If you haven't seen the hit movie "Inception", it's worth a look. In the film, Leonardo DiCaprio leads viewers through a maze of multiple levels of the subconscious. By way of entering the dreams of others, DiCaprio and his team of co-stars travel into deeper and deeper levels of a person's subconscious.
If it sounds confusing, it is. It took me two or three times watching it to start to piece the story together. After the fourth time seeing the movie, something dawned on me. The story of Inception is a lot like the day to day experiences we have right here in St. Louis.
We walk and drive through neighborhoods going back as far as the 1700s, many of them bearing no resemblence to their origins. The most extreme example is on the riverfront.
Where today there is a sleek, majestic, urban park, there was once a vibrant riverfront commercial area, and, before that, the original settlement village of St. Louis. No sign of those early days remain, except for the Old Cathedral, and across a section of depressed highway lanes, the Old Court House. In between, the area has completely changed.

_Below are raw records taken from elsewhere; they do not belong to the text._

pub mod db;
pub mod shiftdb;
pub mod paymentdb;
pub mod escrowdb;
pub mod methoddb;
#[cfg(test)]
pub mod memory;

use async_trait::async_trait;
use chrono::{DateTime, Utc};
use uuid::Uuid;

use crate::{
    models::{
        escrowmodel::{
            EscrowCommand, EscrowTransaction, IntegrityIssue, ObligationAttempt, SettlementObligation, SettlementPlan, Unwind,
        },
        methodmodel::PaymentMethod,
        paymentmodel::{Money, Payment, PaymentChange},
        shiftmodel::{ApplicationChange, Shift, ShiftApplication},
    },
    service::error::ServiceError,
};

/// What a committed application change wrote.
#[derive(Debug, Clone)]
pub struct ApplicationTransition {
    pub application: ShiftApplication,
    pub shift: Option<Shift>,
    pub unwound: Option<Unwind>,
    /// The escrow dispute opened alongside an application dispute.
    pub disputed: Option<SettlementPlan>,
}

#[derive(Debug, Clone)]
pub enum CaptureOutcome {
    Captured { payment: Payment, escrow: EscrowTransaction },
    AlreadyCaptured { payment: Payment },
    Quarantined { payment: Payment, issue: IntegrityIssue },
}

impl CaptureOutcome {
    pub fn into_payment(self) -> Payment {
        match self {
            CaptureOutcome::Captured { payment, .. }
            | CaptureOutcome::AlreadyCaptured { payment }
            | CaptureOutcome::Quarantined { payment, .. } => payment,
        }
    }
}

#[async_trait]
pub trait ShiftApplicationExt: Send + Sync {
    async fn get_shift(&self, shift_id: Uuid) -> Result<Option<Shift>, ServiceError>;

    async fn get_application(&self, application_id: Uuid) -> Result<Option<ShiftApplication>, ServiceError>;

    async fn list_applications_for_shift(&self, shift_id: Uuid) -> Result<Vec<ShiftApplication>, ServiceError>;

    async fn create_application(
        &self,
        shift_id: Uuid,
        professional_id: Uuid,
        now: DateTime<Utc>,
    ) -> Result<ShiftApplication, ServiceError>;

    /// Locks the application and its shift, applies the change and, in the
    /// same transaction, unwinds the payment of a withdrawal after acceptance
    /// or disputes the escrow of a disputed application.
    async fn change_application(
        &self,
        application_id: Uuid,
        change: &ApplicationChange,
        now: DateTime<Utc>,
    ) -> Result<ApplicationTransition, ServiceError>;

    async fn checked_out_before(&self, cutoff: DateTime<Utc>) -> Result<Vec<ShiftApplication>, ServiceError>;
}

#[async_trait]
pub trait PaymentExt: Send + Sync {
    async fn get_payment(&self, payment_id: Uuid) -> Result<Option<Payment>, ServiceError>;

    async fn get_payment_by_charge(&self, charge_id: &str) -> Result<Option<Payment>, ServiceError>;

    async fn create_payment(
        &self,
        application_id: Uuid,
        payer_id: Uuid,
        money: &Money,
        transaction_fee: bigdecimal::BigDecimal,
        payment_method_id: Option<Uuid>,
        now: DateTime<Utc>,
    ) -> Result<Payment, ServiceError>;

    async fn change_payment(
        &self,
        payment_id: Uuid,
        change: &PaymentChange,
        now: DateTime<Utc>,
    ) -> Result<Payment, ServiceError>;

    /// Captures the payment and opens its escrow in one transaction.
    /// Idempotent on the external reference.
    async fn capture_payment(
        &self,
        payment_id: Uuid,
        external_reference: &str,
        now: DateTime<Utc>,
    ) -> Result<CaptureOutcome, ServiceError>;
}

#[async_trait]
pub trait EscrowExt: Send + Sync {
    async fn get_escrow(&self, escrow_id: Uuid) -> Result<Option<EscrowTransaction>, ServiceError>;

    async fn escrow_for_application(&self, application_id: Uuid) -> Result<Option<EscrowTransaction>, ServiceError>;

    /// `Ok(None)` when the command was an idempotent repeat.
    async fn apply_escrow_command(
        &self,
        escrow_id: Uuid,
        command: &EscrowCommand,
        now: DateTime<Utc>,
    ) -> Result<Option<SettlementPlan>, ServiceError>;

    /// Funded escrows whose application already reached `completed`.
    async fn funded_escrows_for_completed_applications(&self) -> Result<Vec<EscrowTransaction>, ServiceError>;

    /// Escrows still holding undisputed funds for a disputed application,
    /// as when the capture lands after the dispute.
    async fn undisputed_escrows_for_disputed_applications(&self) -> Result<Vec<EscrowTransaction>, ServiceError>;

    /// Escrow rows whose payment does not link back to them.
    async fn orphaned_escrows(&self) -> Result<Vec<EscrowTransaction>, ServiceError>;
}

#[async_trait]
pub trait ObligationExt: Send + Sync {
    async fn get_obligation(&self, obligation_id: Uuid) -> Result<Option<SettlementObligation>, ServiceError>;

    async fn obligations_for_escrow(&self, escrow_id: Uuid) -> Result<Vec<SettlementObligation>, ServiceError>;

    async fn outstanding_obligations(&self, limit: i64) -> Result<Vec<SettlementObligation>, ServiceError>;

    async fn record_obligation_attempt(
        &self,
        obligation_id: Uuid,
        attempt: &ObligationAttempt,
        now: DateTime<Utc>,
    ) -> Result<SettlementObligation, ServiceError>;
}

#[async_trait]
pub trait IntegrityExt: Send + Sync {
    /// Records an issue unless an unresolved one of the same kind already
    /// exists for the entity.
    async fn quarantine(&self, issue: &IntegrityIssue) -> Result<(), ServiceError>;

    async fn open_integrity_issues(&self) -> Result<Vec<IntegrityIssue>, ServiceError>;

    async fn resolve_integrity_issue(&self, issue_id: Uuid, now: DateTime<Utc>) -> Result<IntegrityIssue, ServiceError>;
}

#[async_trait]
pub trait PaymentMethodExt: Send + Sync {
    async fn get_method(&self, method_id: Uuid) -> Result<Option<PaymentMethod>, ServiceError>;

    async fn list_methods(&self, owner_id: Uuid) -> Result<Vec<PaymentMethod>, ServiceError>;

    async fn default_method(&self, owner_id: Uuid) -> Result<Option<PaymentMethod>, ServiceError>;

    /// Inserts the method; the owner's first method becomes the default.
    async fn create_method(&self, method: &PaymentMethod) -> Result<PaymentMethod, ServiceError>;

    async fn set_default_method(
        &self,
        method_id: Uuid,
        owner_id: Uuid,
        now: DateTime<Utc>,
    ) -> Result<PaymentMethod, ServiceError>;

    async fn delete_method(&self, method_id: Uuid, owner_id: Uuid) -> Result<(), ServiceError>;
}

/// Everything the settlement services need from persistence.
pub trait SettlementStore:
    ShiftApplicationExt + PaymentExt + EscrowExt + ObligationExt + IntegrityExt + PaymentMethodExt
{
}

impl<T> SettlementStore for T where
    T: ShiftApplicationExt + PaymentExt + EscrowExt + ObligationExt + IntegrityExt + PaymentMethodExt
{
}

/// Maps a violation of a named unique index onto a domain error.
pub(crate) fn map_constraint(
    err: sqlx::Error,
    mapping: impl Fn(&str) -> Option<ServiceError>,
) -> ServiceError {
    if let sqlx::Error::Database(db_err) = &err {
        if let Some(mapped) = db_err.constraint().and_then(&mapping) {
            return mapped;
        }
    }
    ServiceError::from(err)
}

The St. Louis riverfront would be mostly unrecognizable to her earlier inhabitants. And, despite the fact the area is in at least its third or fourth iteration of form, the current landscape, dating back only to the 1960s - a timeframe within the dreamscapes of many of us living today - it is designated a national historic landmark.
Travel around town and there are many examples of multiple time horizons sharing the same space, or city block, as it were. On Cass Avenue in north city, the cousin of Samuel Clemens, James Clemens, built a mansion.
In its prime in the middle 19th century, the Clemens House was one of the city's finest homes. Today, it is wracked with weather damage and overall decay. The area around it is almost completely redeveloped, the historic Clemens House standing in lonely juxtapostion to the 1970s and 80s vintage rental apartment buildings that dominate the area around it today.
There are hundreds of similar examples around town. And with each situation comes different human experiences. Many with fond memories, others with stories of neglect, abandonment, and pain. In some places, the personal possessions from previous generations are still present on sites abandoned for decades. There is little sameness in these places and always opportunity for new discovery and the imagining of a new present or a variety of futures.
Have you seen "Inception"? Have you sensed the multiple levels of human experiences under your feet? Have you noticed how often those many levels are present around us? In St. Louis, do you feel how you are adding to the layers of the story?